AbstractThe influences of the electrode/ionic liquids interfaces on the charge transfer kinetics are addressed with the example of the oxidation of chromocene at a single crystal Ag(111) electrode. We considered three different imidazolium‐based room temperature ionic liquids (RTILs) with alkyl chains of different lengths but with a common anion. The standard charge transfer rate constants k° are extracted from cyclic voltammograms (CVs) by analyzing the peak potential variations with the scan rate and/or performing semi‐integral electroanalysis with a careful treatment of the ohmic drop. Linear variations between the logarithms of k° and the longitudinal relaxation times τL or the dynamic viscosity η of the ionic liquids are obtained.
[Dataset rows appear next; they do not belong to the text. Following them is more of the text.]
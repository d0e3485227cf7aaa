use std::fmt::Debug;

/// Fixed-capacity FIFO window backed by an array and a head index.
///
/// Once `N` values are held, every `push` overwrites the oldest one.
#[derive(Clone, Debug)]
pub struct RingBuffer<T: Copy + Default, const N: usize> {
    slots: [T; N],
    head: usize,
    len: usize,
}

impl<T: Copy + Default, const N: usize> RingBuffer<T, N> {
    pub fn new() -> Self {
        RingBuffer {
            slots: [T::default(); N],
            head: 0,
            len: 0,
        }
    }

    /// Append a value, evicting the oldest one when full.
    /// Returns the evicted value, if any.
    pub fn push(&mut self, value: T) -> Option<T> {
        if N == 0 {
            return Some(value);
        }

        let evicted = if self.len == N {
            Some(self.slots[self.head])
        } else {
            self.len += 1;
            None
        };

        self.slots[self.head] = value;
        self.head = (self.head + 1) % N;

        evicted
    }

    pub fn len(&self) -> usize {
        self.len
    }

    pub fn is_empty(&self) -> bool {
        self.len == 0
    }

    pub fn capacity(&self) -> usize {
        N
    }

    pub fn is_full(&self) -> bool {
        self.len == N
    }

    fn oldest_index(&self) -> usize {
        (self.head + N - self.len) % N
    }
}

impl<T: Copy + Default, const N: usize> Default for RingBuffer<T, N> {
    fn default() -> Self {
        Self::new()
    }
}

impl<T: Copy + Default + PartialEq, const N: usize> PartialEq for RingBuffer<T, N> {
    fn eq(&self, other: &Self) -> bool {
        self.len == other.len && self.iter().eq(other.iter())
    }
}

pub struct RingBufferIter<'a, T: Copy + Default, const N: usize> {
    ring: &'a RingBuffer<T, N>,
    offset: usize,
}

impl<T: Copy + Default, const N: usize> Iterator for RingBufferIter<'_, T, N> {
    type Item = T;

    fn next(&mut self) -> Option<Self::Item> {
        if self.offset >= self.ring.len {
            return None;
        }

        let index = (self.ring.oldest_index() + self.offset) % N;
        self.offset += 1;

        Some(self.ring.slots[index])
    }

    fn size_hint(&self) -> (usize, Option<usize>) {
        let remaining = self.ring.len - self.offset;
        (remaining, Some(remaining))
    }
}

impl<T: Copy + Default, const N: usize> ExactSizeIterator for RingBufferIter<'_, T, N> {}

impl<T: Copy + Default, const N: usize> RingBuffer<T, N> {
    /// Iterate from oldest to newest.
    pub fn iter(&self) -> RingBufferIter<'_, T, N> {
        RingBufferIter {
            ring: self,
            offset: 0,
        }
    }
}

impl<T: Copy + Default, const N: usize> Extend<T> for RingBuffer<T, N> {
    fn extend<I: IntoIterator<Item = T>>(&mut self, iter: I) {
        for value in iter {
            self.push(value);
        }
    }
}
However, the amplitude of the decrease is much larger than it could be expected from the sole bulk properties of the ionic liquid indicating a strong effect of the interface on the kinetics. These observations agree with a well‐organized electrode/RTIL interface that behaves as a sort of self‐assembled monolayer that controls the charge transfer kinetics with an exponential tunneling coefficient β of 5.51 nm−1.